**What to work on:**
Reproduce each entry below exactly as it appears.
[Records supplied — start]
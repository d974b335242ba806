//! Gold task catalog: load the read-only task set once at startup and
//! filter it per assessment request.

use std::collections::HashSet;
use std::path::Path;

use crate::error::CoreError;
use crate::types::{AssessmentConfig, GoldTask};

#[derive(Debug, Clone)]
pub struct GoldTaskCatalog {
    tasks: Vec<GoldTask>,
}

impl GoldTaskCatalog {
    /// Reads and parses the catalog file. A malformed file or duplicate id
    /// is a configuration error.
    pub async fn load(path: impl AsRef<Path>) -> Result<Self, CoreError> {
        let path = path.as_ref();
        let raw = tokio::fs::read_to_string(path)
            .await
            .map_err(|e| CoreError::Configuration(format!("reading gold task catalog {path:?}: {e}")))?;

        let tasks: Vec<GoldTask> = serde_json::from_str(&raw)
            .map_err(|e| CoreError::Configuration(format!("parsing gold task catalog {path:?}: {e}")))?;

        if tasks.is_empty() {
            return Err(CoreError::Configuration(format!(
                "gold task catalog {path:?} is empty"
            )));
        }

        let mut seen = HashSet::new();
        for task in &tasks {
            if !seen.insert(task.id.clone()) {
                return Err(CoreError::Configuration(format!(
                    "gold task catalog {path:?} contains duplicate id '{}'",
                    task.id
                )));
            }
        }

        Ok(Self { tasks })
    }

    pub fn all(&self) -> &[GoldTask] {
        &self.tasks
    }

    /// Filters tasks by configured difficulty/tags and stops once
    /// `task_count` tasks have been selected, preserving catalog order.
    pub fn filter(&self, config: &AssessmentConfig) -> Vec<&GoldTask> {
        self.tasks
            .iter()
            .filter(|task| config.difficulties.contains(&task.difficulty))
            .filter(|task| config.tags.is_empty() || task.tags.iter().any(|t| config.tags.contains(t)))
            .take(config.task_count)
            .collect()
    }
}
[Records supplied — finish]
**Expected answer:**
repository d974b335242ba806
//! Gold task catalog: load the read-only task set once at startup and
//! filter it per assessment request.

use std::collections::HashSet;
use std::path::Path;

use crate::error::CoreError;
use crate::types::{AssessmentConfig, GoldTask};

#[derive(Debug, Clone)]
pub struct GoldTaskCatalog {
    tasks: Vec<GoldTask>,
}

impl GoldTaskCatalog {
    /// Reads and parses the catalog file. A malformed file or duplicate id
    /// is a configuration error.
    pub async fn load(path: impl AsRef<Path>) -> Result<Self, CoreError> {
        let path = path.as_ref();
        let raw = tokio::fs::read_to_string(path)
            .await
            .map_err(|e| CoreError::Configuration(format!("reading gold task catalog {path:?}: {e}")))?;

        let tasks: Vec<GoldTask> = serde_json::from_str(&raw)
            .map_err(|e| CoreError::Configuration(format!("parsing gold task catalog {path:?}: {e}")))?;

        if tasks.is_empty() {
            return Err(CoreError::Configuration(format!(
                "gold task catalog {path:?} is empty"
            )));
        }

        let mut seen = HashSet::new();
        for task in &tasks {
            if !seen.insert(task.id.clone()) {
                return Err(CoreError::Configuration(format!(
                    "gold task catalog {path:?} contains duplicate id '{}'",
                    task.id
                )));
            }
        }

        Ok(Self { tasks })
    }

    pub fn all(&self) -> &[GoldTask] {
        &self.tasks
    }

    /// Filters tasks by configured difficulty/tags and stops once
    /// `task_count` tasks have been selected, preserving catalog order.
    pub fn filter(&self, config: &AssessmentConfig) -> Vec<&GoldTask> {
        self.tasks
            .iter()
            .filter(|task| config.difficulties.contains(&task.difficulty))
            .filter(|task| config.tags.is_empty() || task.tags.iter().any(|t| config.tags.contains(t)))
            .take(config.task_count)
            .collect()
    }
}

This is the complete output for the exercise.